Nächstes Jahr wird die grosse Autorin Zsuzsanna Gahse 80, jetzt ist ein neues Buch von ihr erschienen. Ein Gespräch über Sprache, Theater, Politik und das Schreiben im Alter. (Lesedauer: ca. 5 Minuten)

Frau Gahse, Sie haben im Vorfeld gesagt, Sie hätten sich beim Schreiben Ihres neuen Buchs ausgetobt und Neues ausprobiert. Wenn man die ersten Seiten liest, denkt man fast: Wow, was ist das? Ist das Sprachtheorie? Eine Übung? Spracherkundung? Wie würden Sie das selbst einordnen – kann man das überhaupt schubladisieren?

Eine witzige Frage ist das! In diesem Buch geht es um ein Schauspiel, bei dem die Sprache im Mittelpunkt steht, einfacher gesagt sind einige Personen auf der Bühne, die zunächst atmen, keuchen, hüsteln, und allmählich reden sie los, über die Sprache. So das Konzept. Ich wollte kein kompliziertes Drama schreiben, keineswegs in die Nähe der guten Klassiker geraten. Mein Theaterstück zeigt eine Hauptprobe und zugleich die erste Aufführung. Die Bühnenfiguren warten auf zwei Hauptpersonen, die leider ausbleiben. Also halten sich die Schauspieler warm, indem sie sich über Wörter und Sprachen unterhalten. Was sie sagen, ist mir wichtig, zum Beispiel, dass Wörter aus fremden Sprachen „wie Echsen herbeikriechen“. Das ist wirklich so – unsere Sprache ist voll von Wörtern, die oft unmerklich aus fremden Sprachen gekommen sind.

Das klingt abwertend. Ist das kritisch gemeint?

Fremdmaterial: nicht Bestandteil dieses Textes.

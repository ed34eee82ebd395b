mod amount;
mod config;
mod db;
mod extract;
mod harvest;
mod paste;
mod pipeline;
mod sheet;
mod sink;
mod store;

use std::io::Read;
use std::path::PathBuf;
use std::sync::Arc;
use std::time::{Duration, Instant};

use anyhow::{bail, Context};
use clap::{Parser, Subcommand};
use indicatif::{ProgressBar, ProgressStyle};
use tokio::sync::mpsc;

use config::Settings;
use extract::client::{ChatClient, ExtractionClient};
use pipeline::{Progress, Reporter, RunOutcome, RunSource};
use sink::OutputFormat;

#[derive(Parser)]
#[command(name = "bidscan", about = "Bid award extractor for public-resource trading bulletins")]
struct Cli {
    #[command(subcommand)]
    command: Commands,
}

#[derive(Subcommand)]
enum Commands {
    /// Search the trading portal, walk every results page and extract awards
    Web {
        /// Search keyword, usually a company name
        #[arg(short, long)]
        keyword: Option<String>,
        /// Stop paging once more than this many records are collected
        #[arg(long)]
        cap: Option<usize>,
        /// Output format
        #[arg(short, long, value_enum)]
        format: Option<OutputFormat>,
        /// Output directory
        #[arg(short, long)]
        out: Option<PathBuf>,
    },
    /// Extract awards from search results pasted as plain text
    Text {
        /// Keyword passed to the model as context
        #[arg(short, long)]
        keyword: Option<String>,
        /// Read text from this file instead of stdin
        #[arg(short, long)]
        input: Option<PathBuf>,
        #[arg(short, long, value_enum)]
        format: Option<OutputFormat>,
        #[arg(short, long)]
        out: Option<PathBuf>,
    },
    /// Print a previously written SQLite result file
    Show {
        file: PathBuf,
        /// Max rows to display
        #[arg(short = 'n', long, default_value = "50")]
        limit: usize,
    },
}

#[tokio::main]
async fn main() -> anyhow::Result<()> {
    tracing_subscriber::fmt()
        .with_env_filter(
            tracing_subscriber::EnvFilter::try_from_default_env()
                .unwrap_or_else(|_| "info".into()),
        )
        .init();

    let t0 = Instant::now();
    let cli = Cli::parse();

    let result = match cli.command {
        Commands::Web { keyword, cap, format, out } => {
            let mut settings = Settings::load().context("Failed to load configuration")?;
            apply_output_flags(&mut settings, format, out);
            if cap.is_some() {
                settings.record_cap = cap;
            }
            let Some(keyword) = keyword.or_else(|| settings.keyword.clone()) else {
                bail!("No search keyword. Pass --keyword or set BIDSCAN_KEYWORD.");
            };
            run_with_display(settings, RunSource::Web { keyword }).await
        }
        Commands::Text { keyword, input, format, out } => {
            let mut settings = Settings::load().context("Failed to load configuration")?;
            apply_output_flags(&mut settings, format, out);
            let content = match input {
                Some(path) => std::fs::read_to_string(&path)
                    .with_context(|| format!("Failed to read {}", path.display()))?,
                None => {
                    let mut buf = String::new();
                    std::io::stdin()
                        .read_to_string(&mut buf)
                        .context("Failed to read stdin")?;
                    buf
                }
            };
            let keyword = keyword.or_else(|| settings.keyword.clone()).unwrap_or_default();
            run_with_display(settings, RunSource::Text { content, keyword }).await
        }
        Commands::Show { file, limit } => show(&file, limit),
    };

    let elapsed = t0.elapsed();
    if elapsed.as_secs() >= 1 {
        println!("\nDone in {}", format_duration(elapsed));
    }

    result
}

fn apply_output_flags(settings: &mut Settings, format: Option<OutputFormat>, out: Option<PathBuf>) {
    if let Some(format) = format {
        settings.output_format = format;
    }
    if let Some(out) = out {
        settings.output_dir = out;
    }
}

/// Run the pipeline on a worker task while this task renders its progress.
async fn run_with_display(settings: Settings, source: RunSource) -> anyhow::Result<()> {
    let Some(api_key) = settings.api_key.clone() else {
        bail!("No API key. Set BIDSCAN_API_KEY or DEEPSEEK_API_KEY.");
    };
    let client: Arc<dyn ExtractionClient> = Arc::new(ChatClient::new(
        &api_key,
        &settings.api_base_url,
        &settings.model,
        settings.request_timeout(),
    )?);

    let (reporter, rx) = Reporter::channel();
    let worker = tokio::spawn(pipeline::run(settings, source, client, reporter));
    display(rx).await;

    match worker.await.context("Worker task panicked")?? {
        RunOutcome::Written { path, rows, capped } => {
            println!("Saved {} award records to {}", rows, path.display());
            if capped {
                println!("Record cap reached: later result pages were not harvested.");
            }
        }
        RunOutcome::NoResults => println!("No award results found. Nothing written."),
    }
    Ok(())
}

// ── Progress display ──

async fn display(mut rx: mpsc::UnboundedReceiver<Progress>) {
    let spinner = ProgressBar::new_spinner();
    spinner.set_style(
        ProgressStyle::default_spinner()
            .template("{spinner:.green} [{elapsed_precise}] {msg}")
            .unwrap_or_else(|_| ProgressStyle::default_spinner()),
    );
    spinner.enable_steady_tick(Duration::from_millis(120));
    let mut bar: Option<ProgressBar> = None;

    while let Some(progress) = rx.recv().await {
        match progress {
            Progress::HarvestStarted { url } => spinner.set_message(format!("Opening {}", url)),
            Progress::PageCaptured { added, total } => {
                spinner.set_message(format!("Captured {} records ({} total)", added, total))
            }
            Progress::PageAdvanced { index, label } => {
                spinner.set_message(format!("Page {} [{}]", index + 1, label.trim()))
            }
            Progress::HarvestFinished { pages, records, capped } => {
                spinner.finish_and_clear();
                println!(
                    "Harvested {} records from {} pages{}",
                    records,
                    pages,
                    if capped { " (record cap reached)" } else { "" }
                );
            }
            Progress::TextSplit { records } => {
                spinner.finish_and_clear();
                println!("Split pasted text into {} bulletins", records);
            }
            Progress::BatchStarted { total, .. } => {
                let pb = bar.get_or_insert_with(|| batch_bar(total as u64));
                pb.set_message("extracting");
            }
            Progress::BatchFinished { kept, .. } => {
                if let Some(pb) = &bar {
                    pb.set_message(format!("+{} awards", kept));
                    pb.inc(1);
                }
            }
            Progress::BatchFailed { index, error } => {
                if let Some(pb) = &bar {
                    pb.println(format!("Batch {} failed: {}", index + 1, truncate(&error, 80)));
                    pb.inc(1);
                }
            }
            Progress::SinkWritten { .. } => {
                if let Some(pb) = bar.take() {
                    pb.finish_and_clear();
                }
            }
        }
    }

    spinner.finish_and_clear();
    if let Some(pb) = bar {
        pb.finish_and_clear();
    }
}

fn batch_bar(len: u64) -> ProgressBar {
    let pb = ProgressBar::new(len);
    pb.set_style(
        ProgressStyle::default_bar()
            .template("{spinner:.green} [{elapsed_precise}] [{bar:40.cyan/blue}] {pos}/{len} {msg}")
            .unwrap_or_else(|_| ProgressStyle::default_bar())
            .progress_chars("#>-"),
    );
    pb
}

// ── Show ──

fn show(file: &std::path::Path, limit: usize) -> anyhow::Result<()> {
    if !file.exists() {
        bail!("{} does not exist", file.display());
    }
    let conn = db::open(file)?;
    let rows = db::fetch_records(&conn, limit)
        .with_context(|| format!("{} is not a bidscan result file", file.display()))?;
    if rows.is_empty() {
        println!("No award records.");
        return Ok(());
    }

    println!(
        "{:>3} | {:<30} | {:<24} | {:>12} | {:<19}",
        "#", "Title", "Winner", "Amount", "Date"
    );
    println!("{}", "-".repeat(100));
    for (i, r) in rows.iter().enumerate() {
        println!(
            "{:>3} | {:<30} | {:<24} | {:>12.2} | {:<19}",
            i + 1,
            truncate(&r.title, 30),
            truncate(r.winner.as_deref().unwrap_or("-"), 24),
            r.amount,
            truncate(&r.date, 19)
        );
    }

    let t = db::totals(&conn)?;
    println!(
        "\n{} of {} rows | {} distinct winners | total amount {:.2}",
        rows.len(),
        t.rows,
        t.winners,
        t.amount
    );
    Ok(())
}

fn truncate(s: &str, max: usize) -> String {
    if s.chars().count() <= max {
        s.to_string()
    } else {
        let truncated: String = s.chars().take(max).collect();
        format!("{}...", truncated)
    }
}

fn format_duration(d: Duration) -> String {
    let secs = d.as_secs();
    if secs < 60 {
        format!("{:.1}s", d.as_secs_f64())
    } else if secs < 3600 {
        format!("{}m {}s", secs / 60, secs % 60)
    } else {
        format!("{}h {}m {}s", secs / 3600, (secs % 3600) / 60, secs % 60)
    }
}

Überhaupt nicht, es ist eine schlichte Beobachtung. Durch die anfangs fremden Wörter, die sich später eingewöhnen, ist unsere Sprache faszinierend. Die Wörter wandern. Bank zum Beispiel bedeutete früher deutsch Sitzbank, im Italienischen dann Geldinstitut. Mich interessieren diese Wanderungen und die Veränderungen auch in der Aussprache. Aber hin und wieder kann es auch zu viel fremde Partikel geben. Eine der Bühnenfiguren, ein Clown, sagt, ihm springe das Englische zu oft herüber, wie Flöhe, und er sei schon voller Stiche. Sprache verändert sich ständig, das will ich vorführen. In diesem Sinn ist mein Stück vielleicht ungewohnt: Mit Hilfe der Sprechenden steht die Sprache auf der Bühne – nackt, von allen Seiten betrachtet.

Worauf bezieht sich der Titel „Spielbeginn“?

Auf den Beginn des Theaterspiels.

 

«Ich möchte, dass die Lesenden auch mal lachen, dass sie die Sätze geniessen.»

Zsuzsanna Gahse, Schriftstellerin (Bild: Maurice Haas)

Warum haben Sie für Ihr neues Werk gerade die Form eines Theaterstücks gewählt?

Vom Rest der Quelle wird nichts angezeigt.